**** INPUT
//! LFU (Least Frequently Used) cache implementation
//!
//! Entries are grouped into per-frequency buckets, each an LRU list. The
//! eviction victim is the tail of the lowest-frequency bucket, so ties on
//! frequency fall back to least recent use.
//!
//! A new key starts at frequency 1. Hits and overwrites each add one.

use super::arena::{Arena, List};
use super::policy::{CacheConfigError, CachePolicy, validate_capacity};
use super::traits::Cache;
use ahash::AHashMap;
use std::collections::BTreeMap;
use std::hash::Hash;

/// LFU Cache - evicts least frequently used items
pub struct LfuCache<K, V>
where
    K: Hash + Eq + Clone,
{
    capacity: usize,
    map: AHashMap<K, usize>,
    arena: Arena<K, V>,
    buckets: BTreeMap<u64, List>,
}

impl<K, V> LfuCache<K, V>
where
    K: Hash + Eq + Clone,
{
    pub fn new(capacity: usize) -> Result<Self, CacheConfigError> {
        let capacity = validate_capacity(capacity)?;

        Ok(Self {
            capacity,
            map: AHashMap::with_capacity(capacity),
            arena: Arena::with_capacity(capacity),
            buckets: BTreeMap::new(),
        })
    }

    /// Access count of a key, without counting as an access
    pub fn frequency(&self, key: &K) -> Option<u64> {
        let idx = *self.map.get(key)?;
        self.arena.get(idx).map(|node| node.frequency)
    }

    fn detach(&mut self, idx: usize, frequency: u64) {
        if let Some(bucket) = self.buckets.get_mut(&frequency) {
            bucket.unlink(&mut self.arena, idx);
            if bucket.is_empty() {
                self.buckets.remove(&frequency);
            }
        }
    }

    /// Bump the frequency and move the node to the head of its new bucket
    fn touch(&mut self, idx: usize) {
        let Some(node) = self.arena.get_mut(idx) else {
            return;
        };
        let old = node.frequency;
        node.frequency = old.saturating_add(1);
        let new = node.frequency;

        self.detach(idx, old);
        self.buckets
            .entry(new)
            .or_default()
            .push_front(&mut self.arena, idx);
    }

    fn evict_lfu(&mut self) -> Option<(K, V)> {
        let (frequency, idx) = {
            let (frequency, bucket) = self.buckets.first_key_value()?;
            (*frequency, bucket.tail()?)
        };
        self.detach(idx, frequency);

        let node = self.arena.take(idx)?;
        self.map.remove(&node.key);
        Some((node.key, node.value))
    }
}

impl<K, V> Cache<K, V> for LfuCache<K, V>
where
    K: Hash + Eq + Clone,
{
    fn policy(&self) -> CachePolicy {
        CachePolicy::Lfu
    }

    fn get(&mut self, key: &K) -> Option<&V> {
        let idx = *self.map.get(key)?;
        self.touch(idx);
        self.arena.get(idx).map(|node| &node.value)
    }

    fn put(&mut self, key: K, value: V) -> Option<(K, V)> {
        if let Some(&idx) = self.map.get(&key) {
            if let Some(node) = self.arena.get_mut(idx) {
                node.value = value;
            }
            self.touch(idx);
            return None;
        }

        let evicted = if self.map.len() >= self.capacity {
            self.evict_lfu()
        } else {
            None
        };

        let idx = self.arena.insert(key.clone(), value, 1);
        self.buckets
            .entry(1)
            .or_default()
            .push_front(&mut self.arena, idx);
        self.map.insert(key, idx);

        evicted
    }

    fn remove(&mut self, key: &K) -> Option<V> {
        let idx = self.map.remove(key)?;
        let frequency = self.arena.get(idx)?.frequency;
        self.detach(idx, frequency);
        self.arena.take(idx).map(|node| node.value)
    }

    fn contains(&self, key: &K) -> bool {
        self.map.contains_key(key)
    }

    fn configure(&mut self, capacity: usize) -> Result<Vec<(K, V)>, CacheConfigError> {
        self.capacity = validate_capacity(capacity)?;

        let mut trimmed = Vec::new();
        while self.map.len() > self.capacity {
            match self.evict_lfu() {
                Some(entry) => trimmed.push(entry),
                None => break,
            }
        }
        Ok(trimmed)
    }

    fn clear(&mut self) {
        self.map.clear();
        self.arena.clear();
        self.buckets.clear();
    }

    fn len(&self) -> usize {
        self.map.len()
    }

    fn capacity(&self) -> usize {
        self.capacity
    }

    fn eviction_order(&self) -> Vec<K> {
        self.buckets
            .values()
            .flat_map(|bucket| bucket.iter_from_tail(&self.arena))
            .filter_map(|idx| self.arena.get(idx).map(|node| node.key.clone()))
            .collect()
    }
}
********
* _REQUIRED WORK_
Transcribe the data above completely and exactly.

* _TASK SOLUTION_
//! LFU (Least Frequently Used) cache implementation
//!
//! Entries are grouped into per-frequency buckets, each an LRU list. The
//! eviction victim is the tail of the lowest-frequency bucket, so ties on
//! frequency fall back to least recent use.
//!
//! A new key starts at frequency 1. Hits and overwrites each add one.

use super::arena::{Arena, List};
use super::policy::{CacheConfigError, CachePolicy, validate_capacity};
use super::traits::Cache;
use ahash::AHashMap;
use std::collections::BTreeMap;
use std::hash::Hash;

/// LFU Cache - evicts least frequently used items
pub struct LfuCache<K, V>
where
    K: Hash + Eq + Clone,
{
    capacity: usize,
    map: AHashMap<K, usize>,
    arena: Arena<K, V>,
    buckets: BTreeMap<u64, List>,
}

impl<K, V> LfuCache<K, V>
where
    K: Hash + Eq + Clone,
{
    pub fn new(capacity: usize) -> Result<Self, CacheConfigError> {
        let capacity = validate_capacity(capacity)?;

        Ok(Self {
            capacity,
            map: AHashMap::with_capacity(capacity),
            arena: Arena::with_capacity(capacity),
            buckets: BTreeMap::new(),
        })
    }

    /// Access count of a key, without counting as an access
    pub fn frequency(&self, key: &K) -> Option<u64> {
        let idx = *self.map.get(key)?;
        self.arena.get(idx).map(|node| node.frequency)
    }

    fn detach(&mut self, idx: usize, frequency: u64) {
        if let Some(bucket) = self.buckets.get_mut(&frequency) {
            bucket.unlink(&mut self.arena, idx);
            if bucket.is_empty() {
                self.buckets.remove(&frequency);
            }
        }
    }

    /// Bump the frequency and move the node to the head of its new bucket
    fn touch(&mut self, idx: usize) {
        let Some(node) = self.arena.get_mut(idx) else {
            return;
        };
        let old = node.frequency;
        node.frequency = old.saturating_add(1);
        let new = node.frequency;

        self.detach(idx, old);
        self.buckets
            .entry(new)
            .or_default()
            .push_front(&mut self.arena, idx);
    }

    fn evict_lfu(&mut self) -> Option<(K, V)> {
        let (frequency, idx) = {
            let (frequency, bucket) = self.buckets.first_key_value()?;
            (*frequency, bucket.tail()?)
        };
        self.detach(idx, frequency);

        let node = self.arena.take(idx)?;
        self.map.remove(&node.key);
        Some((node.key, node.value))
    }
}

impl<K, V> Cache<K, V> for LfuCache<K, V>
where
    K: Hash + Eq + Clone,
{
    fn policy(&self) -> CachePolicy {
        CachePolicy::Lfu
    }

    fn get(&mut self, key: &K) -> Option<&V> {
        let idx = *self.map.get(key)?;
        self.touch(idx);
        self.arena.get(idx).map(|node| &node.value)
    }

    fn put(&mut self, key: K, value: V) -> Option<(K, V)> {
        if let Some(&idx) = self.map.get(&key) {
            if let Some(node) = self.arena.get_mut(idx) {
                node.value = value;
            }
            self.touch(idx);
            return None;
        }

        let evicted = if self.map.len() >= self.capacity {
            self.evict_lfu()
        } else {
            None
        };

        let idx = self.arena.insert(key.clone(), value, 1);
        self.buckets
            .entry(1)
            .or_default()
            .push_front(&mut self.arena, idx);
        self.map.insert(key, idx);

        evicted
    }

    fn remove(&mut self, key: &K) -> Option<V> {
        let idx = self.map.remove(key)?;
        let frequency = self.arena.get(idx)?.frequency;
        self.detach(idx, frequency);
        self.arena.take(idx).map(|node| node.value)
    }

    fn contains(&self, key: &K) -> bool {
        self.map.contains_key(key)
    }

    fn configure(&mut self, capacity: usize) -> Result<Vec<(K, V)>, CacheConfigError> {
        self.capacity = validate_capacity(capacity)?;

        let mut trimmed = Vec::new();
        while self.map.len() > self.capacity {
            match self.evict_lfu() {
                Some(entry) => trimmed.push(entry),
                None => break,
            }
        }
        Ok(trimmed)
    }

    fn clear(&mut self) {
        self.map.clear();
        self.arena.clear();
        self.buckets.clear();
    }

    fn len(&self) -> usize {
        self.map.len()
    }

    fn capacity(&self) -> usize {
        self.capacity
    }

    fn eviction_order(&self) -> Vec<K> {
        self.buckets
            .values()
            .flat_map(|bucket| bucket.iter_from_tail(&self.arena))
            .filter_map(|idx| self.arena.get(idx).map(|node| node.key.clone()))
            .collect()
    }
}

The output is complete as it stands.